↓↓↓

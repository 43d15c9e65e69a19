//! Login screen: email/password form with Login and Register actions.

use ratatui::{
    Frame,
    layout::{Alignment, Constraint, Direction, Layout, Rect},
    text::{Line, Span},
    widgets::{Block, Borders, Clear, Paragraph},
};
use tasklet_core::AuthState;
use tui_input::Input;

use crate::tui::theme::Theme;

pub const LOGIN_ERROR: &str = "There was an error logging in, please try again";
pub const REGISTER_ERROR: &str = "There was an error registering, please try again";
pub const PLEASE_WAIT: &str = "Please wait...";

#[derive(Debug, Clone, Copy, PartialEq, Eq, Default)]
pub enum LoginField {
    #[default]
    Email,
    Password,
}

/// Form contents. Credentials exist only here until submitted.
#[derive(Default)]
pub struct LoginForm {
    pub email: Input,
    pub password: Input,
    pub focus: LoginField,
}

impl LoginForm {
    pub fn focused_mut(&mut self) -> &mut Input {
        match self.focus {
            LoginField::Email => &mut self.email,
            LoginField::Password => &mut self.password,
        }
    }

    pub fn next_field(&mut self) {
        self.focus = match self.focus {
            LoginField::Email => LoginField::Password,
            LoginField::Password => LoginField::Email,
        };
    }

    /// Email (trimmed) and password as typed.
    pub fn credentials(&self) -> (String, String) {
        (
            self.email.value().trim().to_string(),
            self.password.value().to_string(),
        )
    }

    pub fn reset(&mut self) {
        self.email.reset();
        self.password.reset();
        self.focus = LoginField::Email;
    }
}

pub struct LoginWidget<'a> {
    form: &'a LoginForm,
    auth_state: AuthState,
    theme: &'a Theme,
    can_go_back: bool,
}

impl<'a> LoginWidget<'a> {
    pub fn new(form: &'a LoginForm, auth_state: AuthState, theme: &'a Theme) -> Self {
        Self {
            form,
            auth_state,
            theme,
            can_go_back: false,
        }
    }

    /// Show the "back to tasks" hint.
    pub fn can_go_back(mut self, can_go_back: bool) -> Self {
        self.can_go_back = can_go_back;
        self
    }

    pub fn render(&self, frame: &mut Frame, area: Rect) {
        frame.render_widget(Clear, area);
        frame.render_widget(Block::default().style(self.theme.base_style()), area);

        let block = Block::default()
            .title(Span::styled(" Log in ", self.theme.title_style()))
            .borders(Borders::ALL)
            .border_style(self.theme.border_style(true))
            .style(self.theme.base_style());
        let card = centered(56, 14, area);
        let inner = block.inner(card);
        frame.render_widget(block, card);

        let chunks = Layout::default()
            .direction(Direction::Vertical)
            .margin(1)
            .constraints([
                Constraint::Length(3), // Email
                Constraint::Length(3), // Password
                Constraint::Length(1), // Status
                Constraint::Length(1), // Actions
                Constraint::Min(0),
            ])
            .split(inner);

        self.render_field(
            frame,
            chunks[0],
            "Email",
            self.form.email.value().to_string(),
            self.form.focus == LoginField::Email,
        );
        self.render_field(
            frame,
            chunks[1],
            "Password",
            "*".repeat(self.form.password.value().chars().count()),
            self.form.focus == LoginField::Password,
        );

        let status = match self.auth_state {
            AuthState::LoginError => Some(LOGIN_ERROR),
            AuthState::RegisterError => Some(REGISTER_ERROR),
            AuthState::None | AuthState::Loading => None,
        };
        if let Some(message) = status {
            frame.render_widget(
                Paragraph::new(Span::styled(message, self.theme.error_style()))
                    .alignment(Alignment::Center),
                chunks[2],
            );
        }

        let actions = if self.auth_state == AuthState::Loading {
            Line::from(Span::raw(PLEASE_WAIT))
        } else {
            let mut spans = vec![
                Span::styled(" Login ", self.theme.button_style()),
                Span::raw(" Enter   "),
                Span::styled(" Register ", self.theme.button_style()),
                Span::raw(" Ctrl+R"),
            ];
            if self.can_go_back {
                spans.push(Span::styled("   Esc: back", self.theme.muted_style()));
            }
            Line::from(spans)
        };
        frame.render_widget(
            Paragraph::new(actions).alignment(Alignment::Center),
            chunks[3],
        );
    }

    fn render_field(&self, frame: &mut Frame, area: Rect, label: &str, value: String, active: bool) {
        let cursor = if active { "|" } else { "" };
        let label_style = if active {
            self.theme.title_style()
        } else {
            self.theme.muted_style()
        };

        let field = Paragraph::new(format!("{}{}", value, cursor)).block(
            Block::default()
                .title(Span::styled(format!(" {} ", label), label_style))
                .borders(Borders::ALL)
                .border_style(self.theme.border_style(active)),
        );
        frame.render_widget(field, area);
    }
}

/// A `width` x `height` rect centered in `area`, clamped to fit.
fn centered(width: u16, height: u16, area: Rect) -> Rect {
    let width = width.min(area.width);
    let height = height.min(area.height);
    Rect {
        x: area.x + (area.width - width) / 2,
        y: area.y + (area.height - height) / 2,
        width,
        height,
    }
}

↑↑↑

_TASK STATEMENT:_
All of the material is to be given again exactly.

_RESPONSE TO THIS TASK:_
repository 43d15c9e65e69a19
//! Login screen: email/password form with Login and Register actions.

use ratatui::{
    Frame,
    layout::{Alignment, Constraint, Direction, Layout, Rect},
    text::{Line, Span},
    widgets::{Block, Borders, Clear, Paragraph},
};
use tasklet_core::AuthState;
use tui_input::Input;

use crate::tui::theme::Theme;

pub const LOGIN_ERROR: &str = "There was an error logging in, please try again";
pub const REGISTER_ERROR: &str = "There was an error registering, please try again";
pub const PLEASE_WAIT: &str = "Please wait...";

#[derive(Debug, Clone, Copy, PartialEq, Eq, Default)]
pub enum LoginField {
    #[default]
    Email,
    Password,
}

/// Form contents. Credentials exist only here until submitted.
#[derive(Default)]
pub struct LoginForm {
    pub email: Input,
    pub password: Input,
    pub focus: LoginField,
}

impl LoginForm {
    pub fn focused_mut(&mut self) -> &mut Input {
        match self.focus {
            LoginField::Email => &mut self.email,
            LoginField::Password => &mut self.password,
        }
    }

    pub fn next_field(&mut self) {
        self.focus = match self.focus {
            LoginField::Email => LoginField::Password,
            LoginField::Password => LoginField::Email,
        };
    }

    /// Email (trimmed) and password as typed.
    pub fn credentials(&self) -> (String, String) {
        (
            self.email.value().trim().to_string(),
            self.password.value().to_string(),
        )
    }

    pub fn reset(&mut self) {
        self.email.reset();
        self.password.reset();
        self.focus = LoginField::Email;
    }
}

pub struct LoginWidget<'a> {
    form: &'a LoginForm,
    auth_state: AuthState,
    theme: &'a Theme,
    can_go_back: bool,
}

impl<'a> LoginWidget<'a> {
    pub fn new(form: &'a LoginForm, auth_state: AuthState, theme: &'a Theme) -> Self {
        Self {
            form,
            auth_state,
            theme,
            can_go_back: false,
        }
    }

    /// Show the "back to tasks" hint.
    pub fn can_go_back(mut self, can_go_back: bool) -> Self {
        self.can_go_back = can_go_back;
        self
    }

    pub fn render(&self, frame: &mut Frame, area: Rect) {
        frame.render_widget(Clear, area);
        frame.render_widget(Block::default().style(self.theme.base_style()), area);

        let block = Block::default()
            .title(Span::styled(" Log in ", self.theme.title_style()))
            .borders(Borders::ALL)
            .border_style(self.theme.border_style(true))
            .style(self.theme.base_style());
        let card = centered(56, 14, area);
        let inner = block.inner(card);
        frame.render_widget(block, card);

        let chunks = Layout::default()
            .direction(Direction::Vertical)
            .margin(1)
            .constraints([
                Constraint::Length(3), // Email
                Constraint::Length(3), // Password
                Constraint::Length(1), // Status
                Constraint::Length(1), // Actions
                Constraint::Min(0),
            ])
            .split(inner);

        self.render_field(
            frame,
            chunks[0],
            "Email",
            self.form.email.value().to_string(),
            self.form.focus == LoginField::Email,
        );
        self.render_field(
            frame,
            chunks[1],
            "Password",
            "*".repeat(self.form.password.value().chars().count()),
            self.form.focus == LoginField::Password,
        );

        let status = match self.auth_state {
            AuthState::LoginError => Some(LOGIN_ERROR),
            AuthState::RegisterError => Some(REGISTER_ERROR),
            AuthState::None | AuthState::Loading => None,
        };
        if let Some(message) = status {
            frame.render_widget(
                Paragraph::new(Span::styled(message, self.theme.error_style()))
                    .alignment(Alignment::Center),
                chunks[2],
            );
        }

        let actions = if self.auth_state == AuthState::Loading {
            Line::from(Span::raw(PLEASE_WAIT))
        } else {
            let mut spans = vec![
                Span::styled(" Login ", self.theme.button_style()),
                Span::raw(" Enter   "),
                Span::styled(" Register ", self.theme.button_style()),
                Span::raw(" Ctrl+R"),
            ];
            if self.can_go_back {
                spans.push(Span::styled("   Esc: back", self.theme.muted_style()));
            }
            Line::from(spans)
        };
        frame.render_widget(
            Paragraph::new(actions).alignment(Alignment::Center),
            chunks[3],
        );
    }

    fn render_field(&self, frame: &mut Frame, area: Rect, label: &str, value: String, active: bool) {
        let cursor = if active { "|" } else { "" };
        let label_style = if active {
            self.theme.title_style()
        } else {
            self.theme.muted_style()
        };

        let field = Paragraph::new(format!("{}{}", value, cursor)).block(
            Block::default()
                .title(Span::styled(format!(" {} ", label), label_style))
                .borders(Borders::ALL)
                .border_style(self.theme.border_style(active)),
        );
        frame.render_widget(field, area);
    }
}

/// A `width` x `height` rect centered in `area`, clamped to fit.
fn centered(width: u16, height: u16, area: Rect) -> Rect {
    let width = width.min(area.width);
    let height = height.min(area.height);
    Rect {
        x: area.x + (area.width - width) / 2,
        y: area.y + (area.height - height) / 2,
        width,
        height,
    }
}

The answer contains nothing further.